Tastet, J., Vourc’h, P., Laumonnier, F., Vallée, B., Michelle, C., Duittoz, A., Bénédetti, H. and Andres, C.R.
Biochemical and Biophysical Research Communications 420 (2) 247–252
publié le , mis à jour le
Lim kinase 2 isoforms, LIMK2a and LIMK2b, phosphorylate cofilin leading to remodeling of actin cytoskeleton during neuronal differentiation. The expression and function of the LIMK2d isoform, missing the kinase domain, remain unknown. We analyzed the expression of LIMK2 splice variants in adult rat brain and in cultures of rat neural stem cells by RT-QPCR. All three splice variants were expressed in adult cortex, hippocampus and cerebellum. Limk2a and Limk2d expression, but not Limk2b, increased during neuronal differentiation. We studied the localization and function of LIMK2d isoform by transfecting Hela, NSC-34, and hippocampal rat neuron cultures. Similarly to LIMK2b, LIMK2d was expressed in the cytoplasm, neurites and dendritic spines, but not in the nucleus.
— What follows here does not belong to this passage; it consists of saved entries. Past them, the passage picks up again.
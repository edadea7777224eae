//! Typed lead backend API
//!
//! Every authenticated call reads the bearer token from the [`Session`]. A
//! missing token fails locally; a 401 from the server clears the session.

use std::sync::Arc;

use chrono::NaiveDate;
use serde::Serialize;
use serde::de::{DeserializeOwned, IgnoredAny};
use tracing::{info, warn};

use shared::client::{
    AssignRequest, BulkAssignRequest, CommentCreate, CommentUpdate, LoginRequest, LoginResponse,
    StatusUpdate,
};
use shared::models::{
    AnalyticsSummary, Comment, CommentId, Lead, LeadId, LeadPatch, LeadStatus, NewLead, User,
    UserId,
};

use super::http::{HttpClient, NetworkHttpClient};
use crate::error::{ClientError, ClientResult};
use crate::leads::LeadScope;
use crate::session::Session;

pub struct LeadApi<H: HttpClient = NetworkHttpClient> {
    http: Arc<H>,
    session: Session,
}

impl<H: HttpClient> Clone for LeadApi<H> {
    fn clone(&self) -> Self {
        Self {
            http: self.http.clone(),
            session: self.session.clone(),
        }
    }
}

impl<H: HttpClient> LeadApi<H> {
    pub fn new(http: H, session: Session) -> Self {
        Self {
            http: Arc::new(http),
            session,
        }
    }

    pub fn session(&self) -> &Session {
        &self.session
    }

    /// Clear the session when the server rejects the token
    fn guard<T>(&self, result: ClientResult<T>) -> ClientResult<T> {
        if let Err(ClientError::Unauthorized) = &result {
            if self.session.is_authenticated() {
                warn!("server rejected the session token, clearing session");
            }
            self.session.clear();
        }
        result
    }

    async fn get<T: DeserializeOwned>(&self, path: &str) -> ClientResult<T> {
        let token = self.session.require_token()?;
        let result = self.http.get(path, Some(&token)).await;
        self.guard(result)
    }

    async fn post<T: DeserializeOwned, B: Serialize + Sync>(
        &self,
        path: &str,
        body: &B,
    ) -> ClientResult<T> {
        let token = self.session.require_token()?;
        let result = self.http.post(path, Some(&token), body).await;
        self.guard(result)
    }

    async fn patch<T: DeserializeOwned, B: Serialize + Sync>(
        &self,
        path: &str,
        body: &B,
    ) -> ClientResult<T> {
        let token = self.session.require_token()?;
        let result = self.http.patch(path, Some(&token), body).await;
        self.guard(result)
    }

    async fn delete<T: DeserializeOwned>(&self, path: &str) -> ClientResult<T> {
        let token = self.session.require_token()?;
        let result = self.http.delete(path, Some(&token)).await;
        self.guard(result)
    }

    // ========== Auth API ==========

    /// Login with email and password; fills the session on success
    pub async fn login(&self, email: &str, password: &str) -> ClientResult<User> {
        let req = LoginRequest {
            email: email.to_string(),
            password: password.to_string(),
        };
        let resp: LoginResponse = self.http.post("/auth/login", None, &req).await?;
        if resp.token.is_empty() {
            return Err(ClientError::InvalidResponse("Missing login token".into()));
        }
        info!(user_id = resp.user.id, role = %resp.user.role, "logged in");
        self.session.set_login(resp.token, resp.user.clone());
        Ok(resp.user)
    }

    /// Refresh the current user from the server
    pub async fn me(&self) -> ClientResult<User> {
        let user: User = self.get("/auth/me").await?;
        self.session.set_user(user.clone());
        Ok(user)
    }

    /// Drop the local session (token issuance lives on the backend)
    pub fn logout(&self) {
        self.session.clear();
    }

    // ========== Lead API ==========

    pub async fn leads(&self, scope: LeadScope) -> ClientResult<Vec<Lead>> {
        self.get(scope.path()).await
    }

    pub async fn create_lead(&self, lead: &NewLead) -> ClientResult<Lead> {
        self.post("/leads", lead).await
    }

    pub async fn update_lead(&self, id: LeadId, patch: &LeadPatch) -> ClientResult<()> {
        let _: IgnoredAny = self.patch(&format!("/leads/{id}"), patch).await?;
        Ok(())
    }

    pub async fn update_status(&self, id: LeadId, status: LeadStatus) -> ClientResult<()> {
        let _: IgnoredAny = self
            .patch(&format!("/leads/{id}/status"), &StatusUpdate { status })
            .await?;
        Ok(())
    }

    pub async fn delete_lead(&self, id: LeadId) -> ClientResult<()> {
        let _: IgnoredAny = self.delete(&format!("/leads/{id}")).await?;
        Ok(())
    }

    pub async fn users(&self) -> ClientResult<Vec<User>> {
        self.get("/users").await
    }

    // ========== Assignment API ==========

    pub async fn assign(&self, lead_id: LeadId, assignee_ids: &[UserId]) -> ClientResult<()> {
        let body = AssignRequest {
            assignee_ids: assignee_ids.to_vec(),
        };
        let _: IgnoredAny = self
            .post(&format!("/assigns/{lead_id}/assign"), &body)
            .await?;
        Ok(())
    }

    pub async fn request_reassignment(
        &self,
        lead_id: LeadId,
        assignee_ids: &[UserId],
    ) -> ClientResult<()> {
        let body = AssignRequest {
            assignee_ids: assignee_ids.to_vec(),
        };
        let _: IgnoredAny = self
            .post(&format!("/assigns/{lead_id}/reassign-request"), &body)
            .await?;
        Ok(())
    }

    pub async fn bulk_assign(&self, lead_ids: &[LeadId], assignee_ids: &[UserId]) -> ClientResult<()> {
        let body = BulkAssignRequest {
            lead_ids: lead_ids.to_vec(),
            assignee_ids: assignee_ids.to_vec(),
        };
        let _: IgnoredAny = self.post("/assigns/bulk-assign", &body).await?;
        Ok(())
    }

    // ========== Comment API ==========

    pub async fn comments(&self, lead_id: LeadId) -> ClientResult<Vec<Comment>> {
        self.get(&format!("/comments/{lead_id}")).await
    }

    pub async fn post_comment(&self, lead_id: LeadId, body: &CommentCreate) -> ClientResult<Comment> {
        self.post(&format!("/comments/{lead_id}"), body).await
    }

    pub async fn edit_comment(
        &self,
        lead_id: LeadId,
        comment_id: CommentId,
        content: &str,
    ) -> ClientResult<Comment> {
        let body = CommentUpdate {
            content: content.to_string(),
        };
        self.patch(&format!("/comments/{lead_id}/{comment_id}"), &body)
            .await
    }

    pub async fn delete_comment(&self, lead_id: LeadId, comment_id: CommentId) -> ClientResult<()> {
        let _: IgnoredAny = self
            .delete(&format!("/comments/{lead_id}/{comment_id}"))
            .await?;
        Ok(())
    }

    // ========== Analytics API ==========

    /// Precomputed statistics for `[from, to]`
    pub async fn analytics(&self, from: NaiveDate, to: NaiveDate) -> ClientResult<AnalyticsSummary> {
        if from > to {
            return Err(ClientError::Validation(
                "analytics range start is after its end".into(),
            ));
        }
        let path = format!(
            "/analytics?from={}&to={}",
            from.format("%Y-%m-%d"),
            to.format("%Y-%m-%d")
        );
        self.get(&path).await
    }
}

impl LeadApi<NetworkHttpClient> {
    /// Network API from configuration; a configured token seeds the session
    pub fn from_config(config: &crate::ClientConfig) -> ClientResult<Self> {
        let http = NetworkHttpClient::new(config)?;
        let session = match &config.token {
            Some(token) => Session::with_token(token.clone()),
            None => Session::new(),
        };
        Ok(Self::new(http, session))
    }
}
Similarly to LIMK2a, LIMK2d over-expression in NSC-34 cells increased neurite length, but independently of cofilin phosphorylation or of direct interaction with actin. Overall, these results indicate that LIMK2d is a third LIMK2 isoform which regulates neurite extension and highlights the possible existence of a kinase independent function of LIMK2.